A final round of funding reinforces the grassroots groups holding communities together.
As the Foyle Foundation prepares to close after 25 years of grant-making, it has announced a final £2.2 million for community foundations across the UK and Northern Ireland — a last gesture towards the local organisations it has long helped keep afloat.
The money will be shared among eleven community foundations, each receiving £200,000 to spend where they judge the need is most acute. These are the bodies that deal daily with the realities of poverty, isolation, youth services under pressure, rising living costs and the slow unravelling of public provision. They fund the warm hubs, the after-school clubs, the small arts groups, the carers’ networks — the organisations that rarely attract national attention but shape daily life for thousands.

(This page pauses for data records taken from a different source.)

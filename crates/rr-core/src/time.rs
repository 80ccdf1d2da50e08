//! Elapsed race times and finishing performance.
//!
//! All times are measured from the race's nominal zero point and carry
//! millisecond precision. Human-entered times are written `H:MM:SS` or
//! `MM:SS`, optionally with fractional seconds (`0:41:07.5`).

use std::fmt;
use std::iter::Sum;
use std::ops::{Add, Div, Mul, Sub};
use std::str::FromStr;

use chrono::TimeDelta;
use serde::{Deserialize, Serialize};
use thiserror::Error;

/// Error type for time strings that cannot be parsed.
#[derive(Debug, Error, Clone, PartialEq, Eq)]
#[error("invalid time '{value}': {reason}")]
pub struct TimeError {
    value: String,
    reason: &'static str,
}

impl TimeError {
    fn new(value: &str, reason: &'static str) -> Self {
        Self {
            value: value.to_string(),
            reason,
        }
    }
}

/// A time relative to the race's zero point.
///
/// Recorded finishes and computed durations are never negative; negative
/// values only appear as configured start offsets.
#[derive(Debug, Clone, Copy, PartialEq, Eq, PartialOrd, Ord, Hash)]
pub struct RaceTime(TimeDelta);

impl RaceTime {
    /// The race's zero point.
    #[must_use]
    pub fn zero() -> Self {
        Self(TimeDelta::zero())
    }

    #[must_use]
    pub fn from_millis(ms: i64) -> Self {
        Self(TimeDelta::milliseconds(ms))
    }

    #[must_use]
    pub fn from_seconds(seconds: i64) -> Self {
        Self::from_millis(seconds * 1000)
    }

    /// Builds a time from hours, minutes and seconds.
    #[must_use]
    pub fn hms(hours: i64, minutes: i64, seconds: i64) -> Self {
        Self::from_seconds(hours * 3600 + minutes * 60 + seconds)
    }

    /// Returns the total number of milliseconds.
    #[must_use]
    pub fn as_millis(self) -> i64 {
        self.0.num_milliseconds()
    }

    #[must_use]
    pub fn is_negative(self) -> bool {
        self.as_millis() < 0
    }

    /// Returns the underlying `chrono` delta.
    #[must_use]
    pub const fn as_delta(self) -> TimeDelta {
        self.0
    }
}

impl Add for RaceTime {
    type Output = Self;

    fn add(self, rhs: Self) -> Self {
        Self(self.0 + rhs.0)
    }
}

impl Sub for RaceTime {
    type Output = Self;

    fn sub(self, rhs: Self) -> Self {
        Self(self.0 - rhs.0)
    }
}

impl Mul<i64> for RaceTime {
    type Output = Self;

    fn mul(self, rhs: i64) -> Self {
        Self::from_millis(self.as_millis() * rhs)
    }
}

/// Integer division, truncating to the millisecond.
impl Div<i64> for RaceTime {
    type Output = Self;

    fn div(self, rhs: i64) -> Self {
        Self::from_millis(self.as_millis() / rhs)
    }
}

impl Sum for RaceTime {
    fn sum<I: Iterator<Item = Self>>(iter: I) -> Self {
        iter.fold(Self::zero(), Add::add)
    }
}

impl fmt::Display for RaceTime {
    fn fmt(&self, f: &mut fmt::Formatter<'_>) -> fmt::Result {
        let ms = self.as_millis();
        if ms < 0 {
            write!(f, "-")?;
        }
        let ms = ms.unsigned_abs();
        let seconds = ms / 1000;
        write!(
            f,
            "{}:{:02}:{:02}",
            seconds / 3600,
            seconds / 60 % 60,
            seconds % 60
        )?;
        let fraction = ms % 1000;
        if fraction != 0 {
            let digits = format!("{fraction:03}");
            write!(f, ".{}", digits.trim_end_matches('0'))?;
        }
        Ok(())
    }
}

impl FromStr for RaceTime {
    type Err = TimeError;

    fn from_str(s: &str) -> Result<Self, Self::Err> {
        let trimmed = s.trim();
        let (negative, body) = match trimmed.strip_prefix('-') {
            Some(rest) => (true, rest),
            None => (false, trimmed),
        };
        if body.is_empty() {
            return Err(TimeError::new(s, "empty"));
        }

        let parts: Vec<&str> = body.split(':').collect();
        if parts.len() > 3 {
            return Err(TimeError::new(s, "too many components"));
        }

        let (last, leading) = parts
            .split_last()
            .ok_or_else(|| TimeError::new(s, "empty"))?;

        let (whole_seconds, fraction) = match last.split_once('.') {
            Some((whole, fraction)) => (whole, Some(fraction)),
            None => (*last, None),
        };

        let mut total_seconds: i64 = 0;
        for (index, part) in leading.iter().enumerate() {
            let value = parse_component(part).ok_or_else(|| TimeError::new(s, "not a number"))?;
            // Minutes following hours are bounded; the leading unit is not.
            if index > 0 && value >= 60 {
                return Err(TimeError::new(s, "minutes out of range"));
            }
            total_seconds = total_seconds * 60 + value;
        }

        let seconds =
            parse_component(whole_seconds).ok_or_else(|| TimeError::new(s, "not a number"))?;
        if !leading.is_empty() && seconds >= 60 {
            return Err(TimeError::new(s, "seconds out of range"));
        }
        total_seconds = total_seconds * 60 + seconds;

        let millis = match fraction {
            None => 0,
            Some(digits) => parse_fraction(digits).ok_or_else(|| {
                TimeError::new(s, "fractional seconds must have one to three digits")
            })?,
        };

        let total = total_seconds * 1000 + millis;
        Ok(Self::from_millis(if negative { -total } else { total }))
    }
}

fn parse_component(part: &str) -> Option<i64> {
    if part.is_empty() || part.len() > 9 || !part.bytes().all(|b| b.is_ascii_digit()) {
        return None;
    }
    part.parse().ok()
}

fn parse_fraction(digits: &str) -> Option<i64> {
    if digits.is_empty() || digits.len() > 3 || !digits.bytes().all(|b| b.is_ascii_digit()) {
        return None;
    }
    let value: i64 = digits.parse().ok()?;
    Some(match digits.len() {
        1 => value * 100,
        2 => value * 10,
        _ => value,
    })
}

impl Serialize for RaceTime {
    fn serialize<S>(&self, serializer: S) -> Result<S::Ok, S::Error>
    where
        S: serde::Serializer,
    {
        serializer.serialize_str(&self.to_string())
    }
}

impl<'de> Deserialize<'de> for RaceTime {
    fn deserialize<D>(deserializer: D) -> Result<Self, D::Error>
    where
        D: serde::Deserializer<'de>,
    {
        let s = String::deserialize(deserializer)?;
        s.parse().map_err(serde::de::Error::custom)
    }
}

/// How a participant's race ended.
///
/// Variants are ordered so that every finisher sorts ahead of every
/// non-finisher, and non-finishers never compare equal to a real time.
#[derive(Debug, Clone, Copy, PartialEq, Eq, PartialOrd, Ord, Hash, Serialize, Deserialize)]
#[serde(tag = "status", content = "time", rename_all = "snake_case")]
pub enum Performance {
    /// Completed every segment in the given total time.
    Finished(RaceTime),
    /// Recorded in at least one segment but did not complete them all.
    DidNotFinish,
    /// No timing record at all.
    DidNotStart,
}

impl Performance {
    #[must_use]
    pub const fn is_finished(&self) -> bool {
        matches!(self, Self::Finished(_))
    }

    /// Returns the total time for finishers.
    #[must_use]
    pub const fn time(&self) -> Option<RaceTime> {
        match self {
            Self::Finished(time) => Some(*time),
            Self::DidNotFinish | Self::DidNotStart => None,
        }
    }
}

impl fmt::Display for Performance {
    fn fmt(&self, f: &mut fmt::Formatter<'_>) -> fmt::Result {
        match self {
            Self::Finished(time) => write!(f, "{time}"),
            Self::DidNotFinish => write!(f, "DNF"),
            Self::DidNotStart => write!(f, "DNS"),
        }
    }
}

By the end of next year, the Foyle Foundation will have distributed more than £185 million since it began, including support for arts organisations, schools and, crucially, almost £16 million in small community grants. That small-grants work has been its most direct lifeline, often keeping tiny charities going through moments when larger funders are nowhere to be seen.
“Following the closure of our Small Grants Scheme we wanted to continue this important work which is a lifeline to small charities,” said David Hall, the Foundation’s chief executive. “In our final legacy year, we are proud to support the work of community foundations across the country… often in hard-to-reach places and frequently without recognition.”
The list of recipients reflects the whole map of the UK: from Cornwall to the Scottish Highlands, from Nottinghamshire to Northern Ireland. Some will use the funding to bolster emergency food and fuel initiatives; others to keep community arts programmes alive or maintain support networks for young people, disabled residents and older people living alone. In many regions, community foundations have become — quietly — the only consistent source of small, rapid-response funding.
For the Foyle Foundation, this final round is part of its long-planned spend-down. Since 2000 it has awarded nearly 10,000 grants, including £18.3 million for major legacy projects designed to outlive the Foundation itself. Ending with a handover to the organisations best placed to act locally feels deliberate: a shift from national philanthropy to locally held power, at a moment when local need is more visible than ever.
This is the Foundation’s last major announcement — and, fittingly, the money goes straight back to the people doing the everyday work of holding communities together.
Grant Recipients
Community Foundation for Lancashire & Merseyside • Community Foundation Wales • Cornwall Community Foundation • Foundation Scotland • Heart of England Community Foundation • Forever Notts (Nottinghamshire) • Point North Community Foundation • Two Ridings Community Foundation • Lincolnshire Community Foundation • Sussex Community Foundation • The Community Foundation for Northern Ireland.
Elena Leo is the Culture & Lifestyle Editor of Ikon London Magazine.